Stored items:
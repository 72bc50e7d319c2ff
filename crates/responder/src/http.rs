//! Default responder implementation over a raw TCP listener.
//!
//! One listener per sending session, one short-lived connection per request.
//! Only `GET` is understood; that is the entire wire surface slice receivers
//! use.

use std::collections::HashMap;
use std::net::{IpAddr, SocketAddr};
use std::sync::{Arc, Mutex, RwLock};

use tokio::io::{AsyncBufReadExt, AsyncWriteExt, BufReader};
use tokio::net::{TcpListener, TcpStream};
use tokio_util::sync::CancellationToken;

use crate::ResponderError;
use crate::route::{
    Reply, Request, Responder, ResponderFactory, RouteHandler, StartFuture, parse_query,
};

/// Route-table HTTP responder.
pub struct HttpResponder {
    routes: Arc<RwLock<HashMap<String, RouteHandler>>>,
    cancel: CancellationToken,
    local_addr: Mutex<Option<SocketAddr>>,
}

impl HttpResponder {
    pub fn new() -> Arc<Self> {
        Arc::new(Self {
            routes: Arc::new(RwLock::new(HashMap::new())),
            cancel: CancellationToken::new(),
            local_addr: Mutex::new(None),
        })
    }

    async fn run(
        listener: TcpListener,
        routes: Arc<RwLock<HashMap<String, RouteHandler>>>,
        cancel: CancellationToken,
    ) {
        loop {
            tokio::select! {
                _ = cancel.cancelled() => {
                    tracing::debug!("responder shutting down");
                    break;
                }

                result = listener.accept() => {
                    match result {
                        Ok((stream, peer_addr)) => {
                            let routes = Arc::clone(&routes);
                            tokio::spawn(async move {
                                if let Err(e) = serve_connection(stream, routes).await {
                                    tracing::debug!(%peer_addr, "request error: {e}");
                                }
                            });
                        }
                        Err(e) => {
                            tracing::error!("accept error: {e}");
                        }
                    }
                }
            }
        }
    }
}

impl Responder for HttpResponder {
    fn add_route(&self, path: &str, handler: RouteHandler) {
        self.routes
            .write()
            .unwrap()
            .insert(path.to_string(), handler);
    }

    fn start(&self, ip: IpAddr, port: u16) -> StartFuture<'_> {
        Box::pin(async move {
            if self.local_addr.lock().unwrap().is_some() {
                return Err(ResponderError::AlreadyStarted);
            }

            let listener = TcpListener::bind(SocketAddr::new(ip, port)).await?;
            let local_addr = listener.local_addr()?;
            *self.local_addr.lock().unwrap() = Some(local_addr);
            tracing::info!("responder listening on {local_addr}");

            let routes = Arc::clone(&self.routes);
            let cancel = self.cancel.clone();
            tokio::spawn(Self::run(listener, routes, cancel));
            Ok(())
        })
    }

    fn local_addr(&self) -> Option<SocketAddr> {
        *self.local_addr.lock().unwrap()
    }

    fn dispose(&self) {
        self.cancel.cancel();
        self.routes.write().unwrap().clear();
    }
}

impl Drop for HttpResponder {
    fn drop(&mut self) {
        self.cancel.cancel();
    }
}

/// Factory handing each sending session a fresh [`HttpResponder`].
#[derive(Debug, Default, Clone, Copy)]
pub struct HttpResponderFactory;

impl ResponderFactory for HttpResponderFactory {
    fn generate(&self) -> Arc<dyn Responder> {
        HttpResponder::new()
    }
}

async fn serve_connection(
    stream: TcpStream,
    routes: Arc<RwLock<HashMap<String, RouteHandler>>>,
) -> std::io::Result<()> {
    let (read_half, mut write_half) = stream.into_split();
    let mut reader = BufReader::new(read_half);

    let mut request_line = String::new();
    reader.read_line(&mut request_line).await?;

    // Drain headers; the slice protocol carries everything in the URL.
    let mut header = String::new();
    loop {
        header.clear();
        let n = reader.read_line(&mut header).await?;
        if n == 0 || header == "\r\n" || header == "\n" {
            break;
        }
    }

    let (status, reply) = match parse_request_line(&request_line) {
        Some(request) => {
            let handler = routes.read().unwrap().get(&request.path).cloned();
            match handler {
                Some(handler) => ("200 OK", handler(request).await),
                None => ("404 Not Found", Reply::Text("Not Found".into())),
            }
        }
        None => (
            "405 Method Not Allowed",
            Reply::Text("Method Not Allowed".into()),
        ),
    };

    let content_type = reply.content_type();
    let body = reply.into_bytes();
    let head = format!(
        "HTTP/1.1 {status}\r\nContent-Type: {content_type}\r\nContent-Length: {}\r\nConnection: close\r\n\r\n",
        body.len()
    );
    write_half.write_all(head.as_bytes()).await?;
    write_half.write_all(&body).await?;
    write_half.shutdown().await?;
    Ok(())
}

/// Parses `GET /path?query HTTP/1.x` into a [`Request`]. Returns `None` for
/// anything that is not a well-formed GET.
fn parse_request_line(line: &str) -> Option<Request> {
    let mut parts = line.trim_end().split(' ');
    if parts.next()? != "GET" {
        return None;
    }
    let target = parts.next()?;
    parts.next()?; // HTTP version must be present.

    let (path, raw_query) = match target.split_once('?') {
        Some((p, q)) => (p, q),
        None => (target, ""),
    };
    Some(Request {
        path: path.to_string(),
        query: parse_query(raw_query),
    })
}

Work instructions: Work out how many lines in the entries hold the string "target". Your answer should consist solely of that number.

Response to this task: 3